The Prairie Ridge pond is frequented by a variety of waterfowl and herons over the course of the year.  The American Bittern that took up residence over the winter was a great addition to our species list, but a more common relative can be seen at the pond now, the Green Heron or Butorides virescens.

Green Heron

Green Herons are small, stocky members of the heron family of birds, Ardeidae.  Green Heron adults are beautiful birds, sporting deep green feathers over their backs and chestnut feathers on their neck and breast.  They have dark grey wings and a black crown that they can fluff up into a small crest when threatened.  Juveniles are more brown and have streaks along the neck and spots on their wings.  Green Herons are smaller than all herons but the Least Bitterns, reaching lengths of just 18 inches with a wingspan of just under 27 inches, about the size of the very common American Crow.  Their legs are bright orange and much shorter than those of most herons.  The colorful, short legs, dark feathers, and their tendency to hold their heads close to their bodies and hunch make the Green Herons very easy to tell apart from other small herons.

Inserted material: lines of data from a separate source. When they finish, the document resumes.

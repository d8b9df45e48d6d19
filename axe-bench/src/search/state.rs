use std::fmt;

use strum::Display;

use crate::config::{BackoffMode, SearchLimits};
use crate::processor::Rejection;
use crate::safety::AbortReason;
use crate::types::{Configuration, RunResult};

/// Where the search is in its cycle.
///
/// ```text
/// Idle ─► Testing ─► Evaluating ─┬─► Advancing ──┐
///            ▲                   ├─► BackingOff ─┤
///            │                   └─► Stopping    │
///            └───────────────────────────────────┘
/// ```
///
/// `Stopping` is also entered directly from `Testing` on a safety abort,
/// a device error, or cancellation.
#[derive(Debug, Clone, Copy, PartialEq, Eq, Display)]
pub enum SearchPhase {
    Idle,
    Testing,
    Evaluating,
    Advancing,
    BackingOff,
    Stopping,
}

#[derive(Debug, Clone, Copy, PartialEq, Eq, Display)]
pub enum Direction {
    Increasing,
    Decreasing,
}

/// Why the search ended.
#[derive(Debug, Clone, PartialEq)]
pub enum StopReason {
    /// The next frequency step would exceed the maximum.
    MaxFrequency,
    /// The next voltage step would exceed the maximum.
    MaxVoltage,
    MinFrequency,
    MinVoltage,
    /// Too many unstable or insufficient runs in a row.
    TooManyFailures(u32),
    SafetyAbort(AbortReason),
    /// Applying settings or restarting failed; the device state is unknown.
    DeviceError(String),
    Cancelled,
}

impl StopReason {
    /// Whether the search ran out of configurations to try, as opposed to
    /// being cut short.
    pub fn is_exhausted(&self) -> bool {
        matches!(
            self,
            StopReason::MaxFrequency
                | StopReason::MaxVoltage
                | StopReason::MinFrequency
                | StopReason::MinVoltage
                | StopReason::TooManyFailures(_)
        )
    }
}

impl fmt::Display for StopReason {
    fn fmt(&self, f: &mut fmt::Formatter<'_>) -> fmt::Result {
        match self {
            StopReason::MaxFrequency => write!(f, "reached max frequency"),
            StopReason::MaxVoltage => write!(f, "reached max voltage"),
            StopReason::MinFrequency => write!(f, "reached min frequency"),
            StopReason::MinVoltage => write!(f, "reached min voltage"),
            StopReason::TooManyFailures(count) => {
                write!(f, "{count} unstable runs in a row")
            }
            StopReason::SafetyAbort(reason) => write!(f, "safety abort: {reason}"),
            StopReason::DeviceError(error) => write!(f, "device error: {error}"),
            StopReason::Cancelled => write!(f, "interrupted by operator"),
        }
    }
}

/// Decision taken after evaluating a run.
#[derive(Debug, Clone, PartialEq)]
pub enum Transition {
    /// Stable: try a higher frequency.
    Advance(Configuration),
    /// Unstable or no data: try more voltage.
    BackOff(Configuration),
    Stop(StopReason),
}

/// Mutable state of the search, changed only by its transitions.
#[derive(Debug, Clone)]
pub struct SearchState {
    phase: SearchPhase,
    current: Configuration,
    direction: Direction,
    consecutive_failures: u32,
    best_by_hashrate: Option<RunResult>,
    best_by_efficiency: Option<RunResult>,
    stop_reason: Option<StopReason>,
}

impl SearchState {
    pub fn new(initial: Configuration) -> Self {
        Self {
            phase: SearchPhase::Idle,
            current: initial,
            direction: Direction::Increasing,
            consecutive_failures: 0,
            best_by_hashrate: None,
            best_by_efficiency: None,
            stop_reason: None,
        }
    }

    pub fn phase(&self) -> SearchPhase {
        self.phase
    }

    /// The configuration under test, or next to be tested.
    pub fn current(&self) -> Configuration {
        self.current
    }

    pub fn direction(&self) -> Direction {
        self.direction
    }

    pub fn consecutive_failures(&self) -> u32 {
        self.consecutive_failures
    }

    /// Highest-hashrate stable result so far.
    pub fn best_by_hashrate(&self) -> Option<&RunResult> {
        self.best_by_hashrate.as_ref()
    }

    /// Lowest J/TH valid result so far.
    pub fn best_by_efficiency(&self) -> Option<&RunResult> {
        self.best_by_efficiency.as_ref()
    }

    pub fn stop_reason(&self) -> Option<&StopReason> {
        self.stop_reason.as_ref()
    }

    /// Start testing the current configuration.
    pub fn begin_test(&mut self) {
        debug_assert!(
            matches!(
                self.phase,
                SearchPhase::Idle | SearchPhase::Advancing | SearchPhase::BackingOff
            ),
            "cannot start a test from {}",
            self.phase
        );
        self.phase = SearchPhase::Testing;
    }

    /// Samples are in; the outcome is about to be evaluated.
    pub fn begin_evaluation(&mut self) {
        debug_assert_eq!(self.phase, SearchPhase::Testing);
        self.phase = SearchPhase::Evaluating;
    }

    /// Decide the next step from the outcome of the run at [`current`](Self::current).
    pub fn evaluate(
        &mut self,
        outcome: &Result<RunResult, Rejection>,
        limits: &SearchLimits,
    ) -> Transition {
        let transition = match outcome {
            Ok(result) => {
                self.record(result);
                self.consecutive_failures = 0;
                self.advance(limits)
            }
            Err(rejection) => {
                if let Rejection::Unstable(result) = rejection {
                    self.record(result);
                }
                self.consecutive_failures += 1;
                self.back_off(limits)
            }
        };

        match &transition {
            Transition::Advance(next) => {
                self.phase = SearchPhase::Advancing;
                self.current = *next;
            }
            Transition::BackOff(next) => {
                self.phase = SearchPhase::BackingOff;
                self.current = *next;
            }
            Transition::Stop(reason) => self.stop(reason.clone()),
        }

        transition
    }

    /// End the search.
    pub fn stop(&mut self, reason: StopReason) {
        self.phase = SearchPhase::Stopping;
        self.stop_reason = Some(reason);
    }

    fn record(&mut self, result: &RunResult) {
        if result.stable
            && self
                .best_by_hashrate
                .as_ref()
                .is_none_or(|best| result.average_hashrate > best.average_hashrate)
        {
            self.best_by_hashrate = Some(result.clone());
        }

        if result.valid
            && self
                .best_by_efficiency
                .as_ref()
                .is_none_or(|best| result.efficiency_jth < best.efficiency_jth)
        {
            self.best_by_efficiency = Some(result.clone());
        }
    }

    fn advance(&mut self, limits: &SearchLimits) -> Transition {
        let next_frequency = self.current.frequency_mhz + limits.frequency_step_mhz;
        if next_frequency > limits.max_frequency_mhz {
            return Transition::Stop(StopReason::MaxFrequency);
        }

        self.direction = Direction::Increasing;
        Transition::Advance(Configuration::new(self.current.voltage_mv, next_frequency))
    }

    fn back_off(&mut self, limits: &SearchLimits) -> Transition {
        if let Some(max) = limits.max_consecutive_failures {
            if self.consecutive_failures >= max {
                return Transition::Stop(StopReason::TooManyFailures(self.consecutive_failures));
            }
        }

        let next_voltage = self.current.voltage_mv + limits.voltage_step_mv;
        if next_voltage > limits.max_voltage_mv {
            return Transition::Stop(StopReason::MaxVoltage);
        }
        if next_voltage < limits.min_voltage_mv {
            return Transition::Stop(StopReason::MinVoltage);
        }

        let next_frequency = match limits.backoff {
            BackoffMode::HoldFrequency => Some(self.current.frequency_mhz),
            BackoffMode::RetreatFrequency => {
                self.direction = Direction::Decreasing;
                self.current
                    .frequency_mhz
                    .checked_sub(limits.frequency_step_mhz)
            }
        };
        let Some(next_frequency) = next_frequency.filter(|f| *f >= limits.min_frequency_mhz)
        else {
            return Transition::Stop(StopReason::MinFrequency);
        };

        Transition::BackOff(Configuration::new(next_voltage, next_frequency))
    }
}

Green Herons are secretive and rather solitary birds.  You’ll most often see them hunched over on a log or tree branch that extends over a wetland, swamp, or pond or sitting in densely leafy trees around the water’s edge.  However, many people won’t notice they’re there at all until a bird is flushed from its hiding place and flies into the open while making a loud squawking call.  Green Herons are excellent hunters, feeding opportunistically on whatever they can catch.  Their diet consists primarily of fish, though they are also known to consume insects, spiders, crayfish, crabs, snails, amphibians, snakes, and the occasional mammal.  They hunt by standing very still in very shallow water or on a perch over the water and watching for something to come into range.  Then they’ll dart toward the prey with their beaks, either grabbing or spearing it before swallowing it.

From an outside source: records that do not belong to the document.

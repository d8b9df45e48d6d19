//! Voltage/frequency benchmark for AxeOS mining devices.
//!
//! The benchmark walks the device through a sequence of core voltage and
//! frequency settings, samples its telemetry while it hashes, and keeps the
//! settings that produce the best stable hashrate. Hard safety limits are
//! enforced on every sample; breaching one ends the run and puts the device
//! back on the best settings seen so far.

pub mod collector;
pub mod config;
pub mod device;
pub mod error;
pub mod processor;
pub mod report;
pub mod safety;
pub mod search;
pub mod tracing;
pub mod types;
//! Value types shared across the benchmark pipeline.

mod run_result;

use std::fmt;

use serde::{Deserialize, Serialize};
use tokio::time::Instant;

pub use run_result::RunResult;

/// A core voltage/frequency pair: the unit under test for one run.
#[derive(Debug, Clone, Copy, PartialEq, Eq, Hash, Deserialize, Serialize)]
pub struct Configuration {
    #[serde(rename = "coreVoltage")]
    pub voltage_mv: u32,
    #[serde(rename = "frequency")]
    pub frequency_mhz: u32,
}

impl Configuration {
    pub const fn new(voltage_mv: u32, frequency_mhz: u32) -> Self {
        Self {
            voltage_mv,
            frequency_mhz,
        }
    }
}

impl fmt::Display for Configuration {
    fn fmt(&self, f: &mut fmt::Formatter<'_>) -> fmt::Result {
        write!(f, "{}mV @ {}MHz", self.voltage_mv, self.frequency_mhz)
    }
}

/// One validated telemetry reading taken during a run.
#[derive(Debug, Clone, PartialEq)]
pub struct Sample {
    /// Hashrate in GH/s.
    pub hashrate_ghs: f64,
    pub chip_temp_c: f64,
    /// Voltage regulator temperature, on boards that report it.
    pub vr_temp_c: Option<f64>,
    pub power_w: f64,
    /// Supply (input) voltage in mV.
    pub input_voltage_mv: f64,
    pub captured_at: Instant,
}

Although they will occasionally build nests up to a half mile away from water, most Green Herons will construct their nests in a tree branch hanging over a pond, marsh, or wetland.  Males begin the nest construction by selecting a site, ideally in the crook of a tree with overhanging vegetation, and gathering sticks before they find a mate.  Once one successfully courts a female, she will build the majority of the nest by arranging the sticks the male has gathered into a shallow bowl 8-12 inches across and a few inches deep before laying 3-5 pale green or blue eggs.  Both parents care for the chicks by gathering and bringing them food until they fledge.  The young birds occasionally remain with their parents for more than a month after leaving the nest so that they can learn how to hunt before setting off on their own.  Once the breeding season is over, many Green Herons will start to move around, sometimes flying great distances to find new hunting grounds, though many birds will stay within a few miles of home until they migrate south for the winter.

Green Herons are among a tiny handful of bird species that are known to use tools.  When hunting, they have been observed dropping small fruits, leaf bits, feathers, earthworms, and other small objects onto the surface of the water to act as fishing lures.  When a fish comes to investigate, the bird will snatch it up.

These gorgeous birds are a fairly common sight at Prairie Ridge during the summer.  Scan along the willows and fallen logs at the edges of the pond or in the branches of the trees 8-10 feet above the water and you might see a Green Heron lurking there.  You might also see one sitting on the drain near the dam.  The Museum ornithologists suspect that the Green Herons are nesting on the grounds, and we have spotted up to five at a time, so you’re almost sure to see one of these spectacular and entertaining birds on your next trip to Prairie Ridge!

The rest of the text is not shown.